Let’s get started right now fabricating the title of the next Planet of the Apes film. We’ve already had “Planet of the Apes” twice, in 1968 and, as if we needed the exercise repeated, in 2001.
We’ve had “Beneath the Planet of the Apes” in 1970 and “Escape from the Planet of the Apes” (oh, would that this were possible!) a year later. The millennial Apes movies include “Rise of the Planet of the Apes” in 2011 and, now, “Dawn of the Planet of the Apes.”
Did I miss any? Golly, I wish I’d missed some of the ones I remember.
The series that started with Charlton Heston as a long-traveling astronaut landing on a planet run by Roddy MacDowell and company, a planet which turns out to be a future Earth—that series and the current one don’t line up, really. I’m referring to the second group of movies as if they were all part of one thing.
Style-minded Tim Burton’s 2001 movie, with Helena Bonham Carter and Tim Roth isn’t really much related to the 2011 film (the James-Franco-in-the-medical-lab one) or the current film. And the new movie STILL doesn’t get us back to the world Heston’s character found when alighting from his space ship.
In fact, “Dawn of the Planet of the Apes” doesn’t really move the story forward in any way. At its end we are in just about the same place we were after “Rise.”
For this we can blame a small squad of screen writers and director Matt Reeves, whose claim to fame is that he made a horror movie called “Let Me In,” another of those titles that seems to have been re-formulated for frequent use the last ten years.
The worst thing about the sequel not advancing the story of the series is that it also doesn’t advance any story of its own. Human medicine and testing practices have led to a generation of over-sized, over-smart apes. Their revolt against their human masters has, somehow, become apocalyptic.
The human-raised leader of the apes, Caesar (Andy Serkis) is presented as being unquestioned by his minions. This makes it silly to believe the apes will turn on him and his peace-loving philosophy so completely and quickly once he is done dirty by his lieutenant, the confrontation-loving Koba.
The movie tries to give itself some literary frills. It opens and closes with close-ups on the eyes of Caesar. It presents two social units with parallels everywhere—there is a human-hating chimp and a chimp-hating human, there is a human family and an ape family, the humans live in a post apocalyptic San Francisco and the apes in a jungle high-rise village much like the city buildings the humans have re-occupied.
O.K. Get it? Apes and humans are alike. Except that they aren’t. Caesar recognizes that he must put up a physically strong front to keep his followers in line. Gary Oldham only has to talk on a bull horn to maintain command of his apparently always frightened re-settlers.

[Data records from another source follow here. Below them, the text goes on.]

//! Cell primitives.
//!
//! A cell is a single named, memoized asynchronous computation. This module
//! holds everything a cell consists of from the consumer's point of view:
//!
//! - identity ([`CellId`], [`CellHandle`], [`CellRef`])
//! - observable state ([`Phase`], [`CellSnapshot`])
//! - resolved dependency values handed to compute functions ([`DepValues`])
//! - render-oriented views ([`CellView`], [`CompositeState`])
//!
//! The engine-side storage (compute records, state slots) is internal;
//! scheduling lives in [`crate::graph`].

mod handle;
pub(crate) mod record;
mod state;
pub(crate) mod values;
pub(crate) mod view;

pub use handle::{CellHandle, CellId, CellRef};
pub use state::{CellSnapshot, Phase};
pub use values::DepValues;
pub use view::{CellView, CompositeState};
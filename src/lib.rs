//! Boundary-tag heap allocation on demand-mapped pages.
//!
//! [`Heap`] is a classic boundary-tag allocator: every block carries its
//! size and allocation state in a header and footer word, free blocks form
//! an intrusive doubly-linked list threaded through their own payloads, and
//! freed blocks merge immediately with free physical neighbors. Memory
//! arrives in page-granular mappings from a pluggable [`PageSource`], is
//! carved into blocks on demand, and goes back to the source the moment a
//! page holds nothing but one free block.
//!
//! ```
//! # #[cfg(unix)] {
//! use core::alloc::Layout;
//! use tag_alloc::{Heap, MmapSource};
//!
//! let mut heap = Heap::new(MmapSource::new());
//!
//! let layout = Layout::array::<u64>(8).expect("layout overflow");
//! let block = heap.allocate(layout).expect("out of memory");
//!
//! unsafe {
//!     block.cast::<u64>().as_ptr().write(42);
//!     assert_eq!(block.cast::<u64>().as_ptr().read(), 42);
//!
//!     heap.deallocate(block.cast());
//! }
//! # }
//! ```
//!
//! With the `std` feature (enabled by default), [`LockedHeap`] wraps a heap
//! in a mutex and implements [`GlobalAlloc`], so a heap over an
//! [`MmapSource`] can serve as the program's `#[global_allocator]`. Without
//! it the crate is `no_std`.
//!
//! [`GlobalAlloc`]: core::alloc::GlobalAlloc

#![warn(missing_debug_implementations)]
#![warn(missing_docs)]
#![deny(unsafe_op_in_unsafe_fn)]
#![cfg_attr(not(feature = "std"), no_std)]
#![doc(html_root_url = "https://docs.rs/tag_alloc/0.1.0")]

#[cfg(test)]
extern crate std;

mod bump;
mod free_list;
mod heap;
#[cfg(feature = "std")]
mod locked;
mod source;
mod tag;


pub use crate::free_list::SearchMode;
pub use crate::heap::{Heap, HeapConfig};
pub use crate::source::PageSource;
pub use crate::tag::ALIGNMENT;

#[cfg(feature = "std")]
pub use crate::locked::LockedHeap;

#[cfg(unix)]
pub use crate::source::MmapSource;

/// Indicates an allocation failure due to resource exhaustion or an
/// unsupported set of arguments.
#[derive(Copy, Clone, PartialEq, Eq, Debug)]
pub struct AllocError;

Among the movie’s problems, though, are the ones that have to do with the ape costumes and abilities. At least the monkeys can speak a few words in this picture, but monosyllables and sign language (translated in subtitles) aren’t really dialog. And the ape actors can’t really act with their faces, which are burred under make-up. So acting tells us little about what we should think and feel about the simian characters.

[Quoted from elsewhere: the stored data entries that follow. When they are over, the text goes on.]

//! The intrusive free list.
//!
//! Free blocks store their list links inside their own payload bytes, so the
//! list costs no memory beyond one head pointer. That is also what dictates
//! the minimum block size: every block must be able to hold a [`FreeLink`]
//! when it is free.
//!
//! Blocks are pushed at the head, so the list is ordered most recently freed
//! first and searches favor recently released blocks. Removal unlinks in
//! O(1) from anywhere in the list, which coalescing relies on.

#[cfg(test)]
use core::ptr::NonNull;

use crate::tag::{BlockPtr, OVERHEAD};

/// Smallest admissible block size in bytes.
///
/// Two tag words plus room for the intrusive links of a free block.
pub(crate) const MIN_BLOCK_SIZE: usize = OVERHEAD + core::mem::size_of::<FreeLink>();

/// Policy for choosing among free blocks that could satisfy a request.
#[derive(Copy, Clone, PartialEq, Eq, Debug, Default)]
pub enum SearchMode {
    /// Take the first block large enough, scanning from the most recently
    /// freed. Constant-factor cheap and reuses warm blocks.
    #[default]
    FirstFit,
    /// Scan the whole list and take the smallest block large enough,
    /// preferring the more recently freed among equals. Slower, but wastes
    /// less of each reused block.
    BestFit,
}

/// Link words stored in the payload of every free block.
#[derive(Copy, Clone, Debug)]
#[repr(C)]
pub(crate) struct FreeLink {
    prev: Option<BlockPtr>,
    next: Option<BlockPtr>,
}

/// Returns the location of `block`'s intrusive links.
///
/// # Safety
///
/// Dereferencing the returned pointer requires `block` to be free and its
/// payload to be at least `size_of::<FreeLink>()` bytes.
unsafe fn link_ptr(block: BlockPtr) -> *mut FreeLink {
    block.payload().as_ptr().cast()
}

/// A doubly-linked list threaded through the payloads of free blocks.
#[derive(Debug)]
pub(crate) struct FreeList {
    head: Option<BlockPtr>,
}

impl FreeList {
    /// Creates an empty list.
    pub(crate) const fn new() -> FreeList {
        FreeList { head: None }
    }

    #[inline]
    pub(crate) fn is_empty(&self) -> bool {
        self.head.is_none()
    }

    #[cfg(test)]
    pub(crate) fn head(&self) -> Option<BlockPtr> {
        self.head
    }

    /// Pushes a free block at the head of the list.
    ///
    /// # Safety
    ///
    /// `block` must be a free block of at least [`MIN_BLOCK_SIZE`] bytes
    /// that is not already in the list.
    pub(crate) unsafe fn push(&mut self, block: BlockPtr) {
        debug_assert!(unsafe { block.header() }.is_free());

        unsafe {
            link_ptr(block).write(FreeLink { prev: None, next: self.head });

            if let Some(old_head) = self.head {
                (*link_ptr(old_head)).prev = Some(block);
            }
        }

        self.head = Some(block);
    }

    /// Unlinks a block from anywhere in the list.
    ///
    /// # Safety
    ///
    /// `block` must currently be in this list.
    pub(crate) unsafe fn remove(&mut self, block: BlockPtr) {
        let link = unsafe { link_ptr(block).read() };

        match link.prev {
            Some(prev) => unsafe { (*link_ptr(prev)).next = link.next },
            None => self.head = link.next,
        }

        if let Some(next) = link.next {
            unsafe { (*link_ptr(next)).prev = link.prev };
        }
    }

    /// Finds a free block of at least `min_size` bytes, or `None` if no
    /// listed block is large enough.
    ///
    /// The returned block is left in the list; callers that allocate it
    /// must [`remove`](Self::remove) it first.
    ///
    /// # Safety
    ///
    /// Every block in the list must be a valid free block with intact tags
    /// and links.
    pub(crate) unsafe fn find_fit(&self, min_size: usize, mode: SearchMode) -> Option<BlockPtr> {
        let mut best: Option<(usize, BlockPtr)> = None;
        let mut cursor = self.head;

        while let Some(block) = cursor {
            let size = unsafe { block.header() }.size();

            if size >= min_size {
                match mode {
                    SearchMode::FirstFit => return Some(block),
                    SearchMode::BestFit => {
                        if best.map_or(true, |(best_size, _)| size < best_size) {
                            best = Some((size, block));
                        }
                    }
                }
            }

            cursor = unsafe { (*link_ptr(block)).next };
        }

        best.map(|(_, block)| block)
    }

    /// Collects the payload pointers of all listed blocks in list order.
    ///
    /// # Safety
    ///
    /// Same contract as [`find_fit`](Self::find_fit).
    #[cfg(test)]
    pub(crate) unsafe fn payloads(&self) -> std::vec::Vec<NonNull<u8>> {
        let mut out = std::vec::Vec::new();
        let mut cursor = self.head;

        while let Some(block) = cursor {
            out.push(block.payload());
            cursor = unsafe { (*link_ptr(block)).next };
        }

        out
    }
}

#[cfg(test)]
mod tests {
    use super::*;
    use crate::tag::{Tag, ALIGNMENT, WORD};

    #[repr(align(16))]
    struct Arena([u8; 1024]);

    /// Carves `sizes` into free blocks laid end to end in `arena` and
    /// returns them in carving order. The blocks are tagged free but not
    /// yet listed.
    fn carve(arena: &mut Arena, sizes: &[usize]) -> std::vec::Vec<BlockPtr> {
        let mut blocks = std::vec::Vec::new();
        let mut at = unsafe { arena.0.as_mut_ptr().add(WORD) };

        for &size in sizes {
            assert!(size >= MIN_BLOCK_SIZE && size % ALIGNMENT == 0);
            let block = BlockPtr::new(NonNull::new(unsafe { at.add(WORD) }).unwrap());
            unsafe { block.set_tags(Tag::Block { size, allocated: false }) };
            blocks.push(block);
            at = unsafe { at.add(size) };
        }

        blocks
    }

    #[test]
    fn push_orders_most_recent_first() {
        let mut arena = Arena([0; 1024]);
        let blocks = carve(&mut arena, &[32, 32, 32]);
        let mut list = FreeList::new();

        assert!(list.is_empty());

        unsafe {
            for &block in &blocks {
                list.push(block);
            }

            assert_eq!(list.head(), Some(blocks[2]));

            let order = list.payloads();
            assert_eq!(order.len(), 3);
            assert_eq!(order[0], blocks[2].payload());
            assert_eq!(order[1], blocks[1].payload());
            assert_eq!(order[2], blocks[0].payload());
        }
    }

    #[test]
    fn remove_from_head_middle_and_tail() {
        let mut arena = Arena([0; 1024]);
        let blocks = carve(&mut arena, &[32, 32, 32, 32]);
        let mut list = FreeList::new();

        unsafe {
            for &block in &blocks {
                list.push(block);
            }

            // List order is [3, 2, 1, 0].
            list.remove(blocks[2]);
            assert_eq!(list.payloads(), [blocks[3], blocks[1], blocks[0]].map(BlockPtr::payload));

            list.remove(blocks[3]);
            assert_eq!(list.payloads(), [blocks[1], blocks[0]].map(BlockPtr::payload));

            list.remove(blocks[0]);
            assert_eq!(list.payloads(), [blocks[1].payload()]);

            list.remove(blocks[1]);
            assert!(list.is_empty());
        }
    }

    #[test]
    fn first_fit_prefers_recently_freed() {
        let mut arena = Arena([0; 1024]);
        let blocks = carve(&mut arena, &[64, 48, 64]);
        let mut list = FreeList::new();

        unsafe {
            for &block in &blocks {
                list.push(block);
            }

            // Both 64-byte blocks fit; the most recently pushed one wins.
            let hit = list.find_fit(64, SearchMode::FirstFit);
            assert_eq!(hit, Some(blocks[2]));

            assert_eq!(list.find_fit(128, SearchMode::FirstFit), None);
        }
    }

    #[test]
    fn best_fit_prefers_smallest_adequate() {
        let mut arena = Arena([0; 1024]);
        let blocks = carve(&mut arena, &[128, 48, 64]);
        let mut list = FreeList::new();

        unsafe {
            for &block in &blocks {
                list.push(block);
            }

            // First fit stops at the 64-byte head; best fit keeps looking
            // and lands on the exact 48-byte block.
            assert_eq!(list.find_fit(48, SearchMode::FirstFit), Some(blocks[2]));
            assert_eq!(list.find_fit(48, SearchMode::BestFit), Some(blocks[1]));
            assert_eq!(list.find_fit(96, SearchMode::BestFit), Some(blocks[0]));
            assert_eq!(list.find_fit(256, SearchMode::BestFit), None);
        }
    }

    #[test]
    fn min_block_size_holds_a_link() {
        assert_eq!(MIN_BLOCK_SIZE, 32);
        assert!(core::mem::size_of::<FreeLink>() <= MIN_BLOCK_SIZE - OVERHEAD);
        assert!(core::mem::align_of::<FreeLink>() <= ALIGNMENT);
    }
}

So it is entirely possible for viewers to believe Caesar, for example, is being cynical all the way through until the last reel. He isn’t. But he can’t express any shade of interpretation which might convince us he isn’t. This wrecks the movie, even if it had a chance otherwise.
It didn’t. This kind of story—worlds in conflict—can only work if we see it as emblematic, about something in our own world. The same formula in a cowboy and Indian movie might be there to teach us about our relationship with Arab countries, say. But what other civilization can be represented with genetically altered apes?
Consequently, I have settled on a title for the next Planet of the Apes film: “Positively Last Planet of the Apes.” And even then, we’d have one more of these films to suffer through.